The suspected assailant, 17-year-old Ogun Samast, a jobless secondary school graduate, has confessed to gunning down Dink outside the office of his bilingual Turkish-Armenian weekly Agos in downtown Istanbul. Prosecutors have yet to pen their indictment over the murder, believed to have been committed with ultra-nationalist motives.

The 52-year-old Dink, a leading member of Turkey's tiny Armenian community, called the mass killings of Armenians under the Ottoman Empire genocide, a label that Ankara fiercely rejects.

Interior ministry inspectors are looking into allegations that the police had received a tip-off last year about a plot to kill Dink being organized in the northern city of Trabzon, from where most suspects come, but did not follow up on the intelligence.

In a related development, a group of activists invited prosecutors to press charges against them on Friday in a protest against a law that restricts free speech and has been used to prosecute intellectuals. Five members of the small Powerful Turkey Party stood in front of a prosecutor at a courthouse and repeated statements by Nobel Prize-winning author Orhan Pamuk, Dink and other intellectuals that were used as evidence to prosecute them under Article 301 of Turkey's penal code, which bans insults to Turkish identity.

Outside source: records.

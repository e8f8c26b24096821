use serde::{Deserialize, Serialize};
use std::ops::{Add, Div, Mul, Sub};

/// Mass of the Sun in grams (1.98847 × 10³³ g)
pub const SOLAR_MASS_G: f64 = 1.98847e33;

/// Mass of the Earth in grams (5.972 × 10²⁷ g)
pub const EARTH_MASS_G: f64 = 5.972e27;

/// A mass quantity stored in solar masses.
///
/// Central bodies are described in solar masses and planets in Earth masses,
/// so both constructors are provided. Values built with `from_solar_masses`
/// are stored verbatim, which keeps sums of stellar masses exact.
///
/// # Examples
///
/// ```rust
/// use units::Mass;
///
/// let star = Mass::from_solar_masses(1.4);
/// let planet = Mass::from_earth_masses(317.8);
///
/// assert!(planet < star);
/// assert_eq!((star + star).to_solar_masses(), 2.8);
/// ```
#[derive(Debug, Clone, Copy, PartialEq, PartialOrd, Deserialize, Serialize)]
#[serde(transparent)]
pub struct Mass(f64); // Base unit: Solar Masses

impl Mass {
    /// Creates a new `Mass` from a value in solar masses.
    pub fn from_solar_masses(value: f64) -> Self {
        Self(value)
    }

    /// Creates a new `Mass` from a value in Earth masses.
    ///
    /// One solar mass is approximately 332,946 Earth masses.
    pub fn from_earth_masses(value: f64) -> Self {
        Self(value * EARTH_MASS_G / SOLAR_MASS_G)
    }

    /// Returns the mass in solar masses.
    pub fn to_solar_masses(&self) -> f64 {
        self.0
    }

    /// Returns the mass in Earth masses.
    pub fn to_earth_masses(&self) -> f64 {
        self.0 * SOLAR_MASS_G / EARTH_MASS_G
    }

    /// Power function on the solar-mass value
    pub fn powf(&self, n: f64) -> f64 {
        self.0.powf(n)
    }
}

impl Add for Mass {
    type Output = Mass;

    fn add(self, rhs: Mass) -> Mass {
        Mass(self.0 + rhs.0)
    }
}

impl Sub for Mass {
    type Output = Mass;

    fn sub(self, rhs: Mass) -> Mass {
        Mass(self.0 - rhs.0)
    }
}

impl Mul<f64> for Mass {
    type Output = Mass;

    fn mul(self, rhs: f64) -> Mass {
        Mass(self.0 * rhs)
    }
}

/// Division of Mass by Mass returns a dimensionless ratio
impl Div for Mass {
    type Output = f64;

    fn div(self, rhs: Mass) -> f64 {
        self.0 / rhs.0
    }
}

The group, including party leader Tuna Beklevic, then asked the prosecutor to file charges against them. Prosecutors would have to investigate Beklevic and his friends before opening any lawsuit, and none of the activists were arrested. More members of the party, which has just a few thousand adherents in a country of 70 million, plan to conduct a similar act of civil disobedience next week.

Article 301 makes denigrating Turkish identity a crime punishable by up to three years in prison.